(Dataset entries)
-.-.-

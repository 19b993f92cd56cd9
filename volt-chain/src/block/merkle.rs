//! The Merkle tree over a block's transactions.

use std::{fmt, io, iter::FromIterator};

use crate::serialization::{sha256d, SerializationError, WireDeserialize, WireSerialize};
use crate::transaction;

#[cfg(any(test, feature = "proptest-impl"))]
use proptest_derive::Arbitrary;

/// The root of the binary SHA256d hash tree over a block's transactions.
///
/// At each level, an odd node count is padded by duplicating the last node.
/// A single transaction is its own root.
#[derive(Copy, Clone, Eq, PartialEq, Hash, Serialize, Deserialize)]
#[cfg_attr(any(test, feature = "proptest-impl"), derive(Arbitrary))]
pub struct Root(pub [u8; 32]);

impl fmt::Debug for Root {
    fn fmt(&self, f: &mut fmt::Formatter) -> fmt::Result {
        f.debug_tuple("merkle::Root")
            .field(&hex::encode(self.0))
            .finish()
    }
}

impl FromIterator<transaction::Hash> for Root {
    fn from_iter<I>(hashes: I) -> Self
    where
        I: IntoIterator<Item = transaction::Hash>,
    {
        let mut level: Vec<[u8; 32]> = hashes.into_iter().map(|hash| hash.0).collect();
        if level.is_empty() {
            return Root([0u8; 32]);
        }

        while level.len() > 1 {
            if level.len() % 2 != 0 {
                // last() is Some: the level is non-empty
                level.push(*level.last().unwrap());
            }
            level = level
                .chunks(2)
                .map(|pair| {
                    let mut concat = [0u8; 64];
                    concat[0..32].copy_from_slice(&pair[0]);
                    concat[32..64].copy_from_slice(&pair[1]);
                    sha256d::digest(&concat)
                })
                .collect();
        }

        Root(level[0])
    }
}

impl WireSerialize for Root {
    fn wire_serialize<W: io::Write>(&self, target: W) -> Result<(), std::io::Error> {
        self.0.wire_serialize(target)
    }
}

impl WireDeserialize for Root {
    fn wire_deserialize<R: io::Read>(reader: R) -> Result<Self, SerializationError> {
        Ok(Root(<[u8; 32]>::wire_deserialize(reader)?))
    }
}

#[cfg(test)]
mod tests {
    use super::*;

    fn tx_hash(byte: u8) -> transaction::Hash {
        transaction::Hash([byte; 32])
    }

    #[test]
    fn single_transaction_is_its_own_root() {
        let root: Root = std::iter::once(tx_hash(7)).collect();
        assert_eq!(root.0, [7u8; 32]);
    }

    #[test]
    fn odd_level_duplicates_last_node() {
        // With three leaves, the pair (c, c) is hashed at the first level.
        let three: Root = [tx_hash(1), tx_hash(2), tx_hash(3)].iter().cloned().collect();
        let four: Root = [tx_hash(1), tx_hash(2), tx_hash(3), tx_hash(3)]
            .iter()
            .cloned()
            .collect();
        assert_eq!(three, four);
    }

    #[test]
    fn order_matters() {
        let forward: Root = [tx_hash(1), tx_hash(2)].iter().cloned().collect();
        let reverse: Root = [tx_hash(2), tx_hash(1)].iter().cloned().collect();
        assert_ne!(forward, reverse);
    }
}
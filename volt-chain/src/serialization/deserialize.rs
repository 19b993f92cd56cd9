use super::CompactInt;
use byteorder::{BigEndian, LittleEndian, ReadBytesExt};
use chrono::{DateTime, TimeZone, Utc};
use std::net::{Ipv6Addr, SocketAddr};
use std::{
    io,
    net::IpAddr::{V4, V6},
};

use super::SerializationError;

type Result<R> = std::result::Result<R, SerializationError>;

/// Deserialization from the volt wire encoding.
pub trait WireDeserialize {
    /// Read a value of this type from the given reader.
    fn wire_deserialize<R: io::Read>(reader: R) -> Result<Self>
    where
        Self: Sized;
}

/// Helper for deserializing more succinctly via type inference
pub trait WireDeserializeInto {
    /// Deserialize based on type inference
    fn wire_deserialize_into<T>(self) -> Result<T>
    where
        T: WireDeserialize;
}

impl<R: io::Read> WireDeserializeInto for R {
    fn wire_deserialize_into<T>(self) -> Result<T>
    where
        T: WireDeserialize,
    {
        T::wire_deserialize(self)
    }
}

impl WireDeserialize for bool {
    fn wire_deserialize<R: io::Read>(mut reader: R) -> Result<bool> {
        let value = reader.read_u8()?;
        match value {
            0 => Ok(false),
            1 => Ok(true),
            _ => Err(SerializationError::Parse("invalid bool")),
        }
    }
}

impl WireDeserialize for u8 {
    fn wire_deserialize<R: io::Read>(mut reader: R) -> Result<u8> {
        Ok(reader.read_u8()?)
    }
}

impl WireDeserialize for u16 {
    fn wire_deserialize<R: io::Read>(mut reader: R) -> Result<u16> {
        Ok(reader.read_u16::<LittleEndian>()?)
    }
}

impl WireDeserialize for u32 {
    fn wire_deserialize<R: io::Read>(mut reader: R) -> Result<u32> {
        Ok(reader.read_u32::<LittleEndian>()?)
    }
}

impl WireDeserialize for u64 {
    fn wire_deserialize<R: io::Read>(mut reader: R) -> Result<u64> {
        Ok(reader.read_u64::<LittleEndian>()?)
    }
}

impl WireDeserialize for u128 {
    fn wire_deserialize<R: io::Read>(mut reader: R) -> Result<u128> {
        Ok(reader.read_u128::<BigEndian>()?)
    }
}

impl WireDeserialize for i32 {
    fn wire_deserialize<R: io::Read>(mut reader: R) -> Result<i32> {
        Ok(reader.read_i32::<LittleEndian>()?)
    }
}

impl WireDeserialize for i64 {
    fn wire_deserialize<R: io::Read>(mut reader: R) -> Result<i64> {
        Ok(reader.read_i64::<LittleEndian>()?)
    }
}

impl WireDeserialize for DateTime<Utc> {
    fn wire_deserialize<R: io::Read>(mut reader: R) -> Result<DateTime<Utc>> {
        let timestamp = reader.read_i64::<LittleEndian>()?;
        Utc.timestamp_opt(timestamp, 0)
            .single()
            .ok_or(SerializationError::Parse("timestamp out of range"))
    }
}

impl<T> WireDeserialize for Vec<T>
where
    T: WireDeserialize,
{
    fn wire_deserialize<R: io::Read>(mut reader: R) -> Result<Vec<T>> {
        let len = CompactInt::wire_deserialize(&mut reader)?.value() as usize;
        // Limit preallocation since blind preallocation is a DOS vulnerability
        let blind_alloc_limit = 1024;
        let mut result: Vec<T> = Vec::with_capacity(std::cmp::min(len, blind_alloc_limit));
        for _ in 0..len {
            result.push(T::wire_deserialize(&mut reader)?);
        }
        Ok(result)
    }
}

impl WireDeserialize for String {
    fn wire_deserialize<R: io::Read>(mut reader: R) -> Result<String> {
        let len = CompactInt::wire_deserialize(&mut reader)?.value() as usize;
        if len > 1024 {
            return Err(SerializationError::Parse("string too long"));
        }
        let mut buf = vec![0; len];
        reader.read_exact(&mut buf)?;
        String::from_utf8(buf).map_err(|_| SerializationError::Parse("invalid utf-8"))
    }
}

impl WireDeserialize for SocketAddr {
    fn wire_deserialize<R: io::Read>(mut reader: R) -> Result<SocketAddr> {
        let octets = <[u8; 16]>::wire_deserialize(&mut reader)?;
        let v6_addr = Ipv6Addr::from(octets);

        let addr = match v6_addr.to_ipv4() {
            Some(v4_addr) => V4(v4_addr),
            None => V6(v6_addr),
        };
        Ok(SocketAddr::from((addr, reader.read_u16::<BigEndian>()?)))
    }
}

impl<T> WireDeserialize for std::sync::Arc<T>
where
    T: WireDeserialize,
{
    fn wire_deserialize<R: io::Read>(reader: R) -> Result<std::sync::Arc<T>> {
        Ok(std::sync::Arc::new(T::wire_deserialize(reader)?))
    }
}

impl<T, U> WireDeserialize for (T, U)
where
    T: WireDeserialize,
    U: WireDeserialize,
{
    fn wire_deserialize<R: io::Read>(mut reader: R) -> Result<(T, U)> {
        Ok((
            T::wire_deserialize(&mut reader)?,
            U::wire_deserialize(&mut reader)?,
        ))
    }
}

macro_rules! impl_deserializable_byte_array {
    ($size:expr) => {
        impl WireDeserialize for [u8; $size] {
            fn wire_deserialize<R: io::Read>(mut reader: R) -> Result<[u8; $size]> {
                let mut result = [0u8; $size];
                reader.read_exact(&mut result)?;
                Ok(result)
            }
        }
    };
}

impl_deserializable_byte_array!(4);
impl_deserializable_byte_array!(16);
impl_deserializable_byte_array!(20);
impl_deserializable_byte_array!(32);
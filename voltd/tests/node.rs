//! Supervisor wiring: blocks and transactions flow through the dispatch
//! worker, and the pool tracks chain mutations.

use std::sync::Arc;

use chrono::Utc;
use secp256k1::{Message, PublicKey, Secp256k1, SecretKey};
use tempdir::TempDir;

use volt_chain::amount::{Amount, COIN};
use volt_chain::block::{self, merkle, Block, Header, Height};
use volt_chain::parameters::Network;
use volt_chain::transaction::Transaction;
use volt_chain::transfer::{
    pub_key_hash, CoinbaseData, Input, LockScript, OutPoint, Output, UnlockScript,
};
use volt_chain::work::difficulty::CompactDifficulty;
use volt_network::{BlockVerdict, TxVerdict};
use voltd::{Node, NodeHandle, VoltdConfig};

struct Wallet {
    secret: SecretKey,
    public: PublicKey,
    hash: [u8; 20],
}

fn wallet(seed: u8) -> Wallet {
    let secp = Secp256k1::new();
    let secret = SecretKey::from_slice(&[seed; 32]).expect("valid key");
    let public = PublicKey::from_secret_key(&secp, &secret);
    let hash = pub_key_hash(&public.serialize());
    Wallet {
        secret,
        public,
        hash,
    }
}

fn start_node(dir: &TempDir) -> NodeHandle {
    let config = VoltdConfig {
        network: Network::Testnet,
        data_dir: dir.path().to_path_buf(),
        ..VoltdConfig::default()
    };
    let (node, handle) = Node::new(&config).expect("node opens");
    tokio::spawn(node.run());
    handle
}

fn mine_block(
    parent: block::Hash,
    bits: CompactDifficulty,
    height: Height,
    pay_to: [u8; 20],
    txs: Vec<Arc<Transaction>>,
    tag: &[u8],
) -> Arc<Block> {
    let coinbase = Transaction::new(
        1,
        vec![Input::Coinbase {
            height,
            data: CoinbaseData::new(tag.to_vec()),
        }],
        vec![Output {
            value: Amount::from_units(50 * COIN),
            lock: LockScript::SingleSignature {
                pub_key_hash: pay_to,
            },
        }],
    );
    let mut transactions = vec![Arc::new(coinbase)];
    transactions.extend(txs);

    let merkle_root: merkle::Root = transactions.iter().map(|tx| tx.hash()).collect();
    let mut header = Header::new(1, parent, merkle_root, Utc::now(), bits, 0);
    let target = bits.to_expanded().expect("valid bits");
    while header.hash() > target {
        header.nonce += 1;
    }
    Arc::new(Block {
        header,
        transactions,
    })
}

fn signed_spend(from: &Wallet, outpoint: OutPoint, outputs: Vec<Output>) -> Arc<Transaction> {
    let unsigned = Transaction::new(
        1,
        vec![Input::PrevOut {
            outpoint,
            unlock: UnlockScript::default(),
        }],
        outputs.clone(),
    );
    let secp = Secp256k1::new();
    let message = Message::from_slice(&unsigned.sighash()).expect("32-byte sighash");
    let signature = secp.sign_ecdsa(&message, &from.secret);
    let unlock = UnlockScript::single_signature(
        &from.public.serialize(),
        signature.serialize_der().as_ref(),
    );
    Arc::new(Transaction::new(
        1,
        vec![Input::PrevOut { outpoint, unlock }],
        outputs,
    ))
}

fn pay(value: u64, to: [u8; 20]) -> Output {
    Output {
        value: Amount::from_units(value),
        lock: LockScript::SingleSignature { pub_key_hash: to },
    }
}

#[tokio::test]
async fn blocks_flow_through_the_dispatch_worker() {
    let dir = TempDir::new("voltd").unwrap();
    let handle = start_node(&dir);

    let a = wallet(1);
    let genesis_hash = handle.chain_head_hash().await.unwrap();
    let bits = volt_chain::parameters::genesis_block(Network::Testnet)
        .header
        .difficulty_threshold;

    let block1 = mine_block(genesis_hash, bits, Height(1), a.hash, vec![], b"one");
    assert_eq!(
        handle.submit_block(block1.clone()).await.unwrap(),
        BlockVerdict::Connected
    );
    assert_eq!(handle.chain_height().await.unwrap(), Height(1));
    assert_eq!(handle.chain_head_hash().await.unwrap(), block1.hash());

    // Resubmission is a silent duplicate.
    assert_eq!(
        handle.submit_block(block1.clone()).await.unwrap(),
        BlockVerdict::Duplicate
    );

    // The stored block is served back.
    let stored = handle.get_block(block1.hash()).await.unwrap().unwrap();
    assert_eq!(stored.hash(), block1.hash());
}

#[tokio::test]
async fn reorg_returns_disconnected_transactions_to_the_pool() {
    let dir = TempDir::new("voltd").unwrap();
    let handle = start_node(&dir);

    let a = wallet(1);
    let b = wallet(2);
    let miner = wallet(3);

    let genesis_hash = handle.chain_head_hash().await.unwrap();
    let bits = volt_chain::parameters::genesis_block(Network::Testnet)
        .header
        .difficulty_threshold;

    // Fund A, then let A pay B through the pool.
    let block1 = mine_block(genesis_hash, bits, Height(1), a.hash, vec![], b"fund");
    handle.submit_block(block1.clone()).await.unwrap();

    let funding = OutPoint {
        hash: block1.transactions[0].hash(),
        index: 0,
    };
    let payment = signed_spend(
        &a,
        funding,
        vec![pay(20 * COIN, b.hash), pay(30 * COIN, a.hash)],
    );
    assert_eq!(
        handle.submit_transaction(payment.clone()).await.unwrap(),
        TxVerdict::Added
    );
    assert_eq!(handle.transaction_pool_count().await.unwrap(), 1);

    // Mining the payment empties the pool.
    let block2 = mine_block(
        block1.hash(),
        bits,
        Height(2),
        miner.hash,
        vec![payment.clone()],
        b"mined",
    );
    assert_eq!(
        handle.submit_block(block2).await.unwrap(),
        BlockVerdict::Connected
    );
    assert_eq!(handle.transaction_pool_count().await.unwrap(), 0);

    // A longer competing branch from block1 reorganises block2 away; the
    // payment is still spendable on the new chain, so it returns to the pool.
    let r2 = mine_block(block1.hash(), bits, Height(2), miner.hash, vec![], b"r2");
    let r3 = mine_block(r2.hash(), bits, Height(3), miner.hash, vec![], b"r3");
    assert_eq!(
        handle.submit_block(r2.clone()).await.unwrap(),
        BlockVerdict::SideChained
    );
    assert_eq!(
        handle.submit_block(r3.clone()).await.unwrap(),
        BlockVerdict::Connected
    );

    assert_eq!(handle.chain_head_hash().await.unwrap(), r3.hash());
    assert_eq!(handle.transaction_pool_count().await.unwrap(), 1);
    let pending = handle.pending_transactions().await.unwrap();
    assert_eq!(pending[0].hash(), payment.hash());
}

#[tokio::test]
async fn template_and_submission_close_the_mining_loop() {
    let dir = TempDir::new("voltd").unwrap();
    let handle = start_node(&dir);
    let miner = wallet(7);

    let template = handle
        .block_template(miner.hash, b"voltd test".to_vec())
        .await
        .unwrap();
    assert_eq!(template.coinbase_height(), Some(Height(1)));

    let mut block = template;
    let target = block
        .header
        .difficulty_threshold
        .to_expanded()
        .expect("valid target");
    while block.header.hash() > target {
        block.header.nonce += 1;
    }

    assert_eq!(
        handle.submit_block(Arc::new(block)).await.unwrap(),
        BlockVerdict::Connected
    );
    assert_eq!(handle.chain_height().await.unwrap(), Height(1));
}
//! The wire protocol: framing, message catalogue, and payload types.

pub mod codec;
pub mod inv;
pub mod message;
pub mod types;

pub use codec::Codec;
pub use inv::InventoryHash;
pub use message::{GetBlocks, Message, MessageType, Version};
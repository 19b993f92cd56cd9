//! Revert data: what a block consumed, so applying it can be undone.

use volt_chain::{SerializationError, WireDeserialize, WireSerialize};
use volt_serde_derive::{WireDeserialize, WireSerialize};

use crate::utxo::Utxo;

/// The ordered list of outputs a block spends.
///
/// Each entry is a whole [`Utxo`], so a revert restores the original
/// `(version, height, from_coinbase)` context, not just the amount and lock.
#[derive(Clone, Debug, Default, Eq, PartialEq, WireSerialize, WireDeserialize)]
pub struct RevertData {
    /// The spent outputs, in the order the block's transactions consumed them.
    pub spent: Vec<Utxo>,
}
//! Gossiped and persisted peer address records.

use std::io::{Read, Write};
use std::net::SocketAddr;

use chrono::{DateTime, Utc};

use volt_chain::{SerializationError, WireDeserialize, WireSerialize};
use volt_serde_derive::{WireDeserialize, WireSerialize};

/// An address as it travels in an `Address` message: when the advertising
/// peer last heard from it, and where it is.
#[derive(Copy, Clone, Debug, Eq, PartialEq, WireSerialize, WireDeserialize)]
pub struct MetaAddr {
    /// When the peer advertising this address last saw it.
    pub last_seen: DateTime<Utc>,
    /// The address itself.
    pub addr: SocketAddr,
}

/// An address as the pool persists it, with its misbehaviour record.
#[derive(Copy, Clone, Debug, Eq, PartialEq)]
pub struct AddressMetadata {
    /// When we last heard from this address.
    pub last_seen: DateTime<Utc>,
    /// The address itself.
    pub addr: SocketAddr,
    /// Accumulated misbehaviour. At the ban threshold the address is banned.
    pub ban_score: u8,
    /// Whether the address is currently banned.
    pub banned: bool,
    /// When the current ban began; meaningful only while `banned` is set.
    pub ban_time: DateTime<Utc>,
}

impl AddressMetadata {
    /// A fresh record for an address first seen at `last_seen`.
    pub fn new(addr: SocketAddr, last_seen: DateTime<Utc>) -> AddressMetadata {
        AddressMetadata {
            last_seen,
            addr,
            ban_score: 0,
            banned: false,
            ban_time: last_seen,
        }
    }

    /// The gossip form of this record.
    pub fn meta_addr(&self) -> MetaAddr {
        MetaAddr {
            last_seen: self.last_seen,
            addr: self.addr,
        }
    }
}

impl WireSerialize for AddressMetadata {
    fn wire_serialize<W: Write>(&self, mut target: W) -> Result<(), std::io::Error> {
        self.last_seen.wire_serialize(&mut target)?;
        self.addr.wire_serialize(&mut target)?;
        target.write_all(&[self.ban_score])?;
        self.banned.wire_serialize(&mut target)?;
        self.ban_time.wire_serialize(&mut target)
    }
}

impl WireDeserialize for AddressMetadata {
    fn wire_deserialize<R: Read>(mut reader: R) -> Result<Self, SerializationError> {
        // Each field is read directly into its own slot, in wire order.
        Ok(AddressMetadata {
            last_seen: <DateTime<Utc>>::wire_deserialize(&mut reader)?,
            addr: SocketAddr::wire_deserialize(&mut reader)?,
            ban_score: u8::wire_deserialize(&mut reader)?,
            banned: bool::wire_deserialize(&mut reader)?,
            ban_time: <DateTime<Utc>>::wire_deserialize(&mut reader)?,
        })
    }
}

#[cfg(test)]
mod tests {
    use super::*;
    use chrono::TimeZone;
    use volt_chain::WireDeserializeInto;

    #[test]
    fn address_metadata_round_trip_preserves_ban_fields() {
        let seen = Utc.timestamp_opt(1_700_000_000, 0).single().unwrap();
        let banned_at = Utc.timestamp_opt(1_700_000_600, 0).single().unwrap();
        let mut meta = AddressMetadata::new("[2001:db8::1]:9567".parse().unwrap(), seen);
        meta.ban_score = 60;
        meta.banned = true;
        meta.ban_time = banned_at;

        let bytes = meta.wire_serialize_to_vec().unwrap();
        let parsed: AddressMetadata = bytes.as_slice().wire_deserialize_into().unwrap();
        assert_eq!(parsed, meta);
        assert_eq!(parsed.ban_time, banned_at);
    }

    #[test]
    fn ipv4_addresses_round_trip_through_the_mapped_form() {
        let meta = MetaAddr {
            last_seen: Utc.timestamp_opt(1_700_000_000, 0).single().unwrap(),
            addr: "203.0.113.6:9567".parse().unwrap(),
        };
        let bytes = meta.wire_serialize_to_vec().unwrap();
        // 16-byte address plus big-endian port, after the 8-byte timestamp.
        assert_eq!(bytes.len(), 8 + 16 + 2);
        let parsed: MetaAddr = bytes.as_slice().wire_deserialize_into().unwrap();
        assert_eq!(parsed, meta);
    }
}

-.-.-

• **Instructions for the task**
All that is needed is the opening run of the data, given again exactly: please include every line from the first through the line with "io::Read>(reader: R) -> Result<Self, SerializationError>", both ends kept.

• **Solution to this problem**
repository 19b993f92cd56cd9
filename volt-chain/src/block/merkle.rs
//! The Merkle tree over a block's transactions.

use std::{fmt, io, iter::FromIterator};

use crate::serialization::{sha256d, SerializationError, WireDeserialize, WireSerialize};
use crate::transaction;

#[cfg(any(test, feature = "proptest-impl"))]
use proptest_derive::Arbitrary;

/// The root of the binary SHA256d hash tree over a block's transactions.
///
/// At each level, an odd node count is padded by duplicating the last node.
/// A single transaction is its own root.
#[derive(Copy, Clone, Eq, PartialEq, Hash, Serialize, Deserialize)]
#[cfg_attr(any(test, feature = "proptest-impl"), derive(Arbitrary))]
pub struct Root(pub [u8; 32]);

impl fmt::Debug for Root {
    fn fmt(&self, f: &mut fmt::Formatter) -> fmt::Result {
        f.debug_tuple("merkle::Root")
            .field(&hex::encode(self.0))
            .finish()
    }
}

impl FromIterator<transaction::Hash> for Root {
    fn from_iter<I>(hashes: I) -> Self
    where
        I: IntoIterator<Item = transaction::Hash>,
    {
        let mut level: Vec<[u8; 32]> = hashes.into_iter().map(|hash| hash.0).collect();
        if level.is_empty() {
            return Root([0u8; 32]);
        }

        while level.len() > 1 {
            if level.len() % 2 != 0 {
                // last() is Some: the level is non-empty
                level.push(*level.last().unwrap());
            }
            level = level
                .chunks(2)
                .map(|pair| {
                    let mut concat = [0u8; 64];
                    concat[0..32].copy_from_slice(&pair[0]);
                    concat[32..64].copy_from_slice(&pair[1]);
                    sha256d::digest(&concat)
                })
                .collect();
        }

        Root(level[0])
    }
}

impl WireSerialize for Root {
    fn wire_serialize<W: io::Write>(&self, target: W) -> Result<(), std::io::Error> {
        self.0.wire_serialize(target)
    }
}

impl WireDeserialize for Root {
    fn wire_deserialize<R: io::Read>(reader: R) -> Result<Self, SerializationError> {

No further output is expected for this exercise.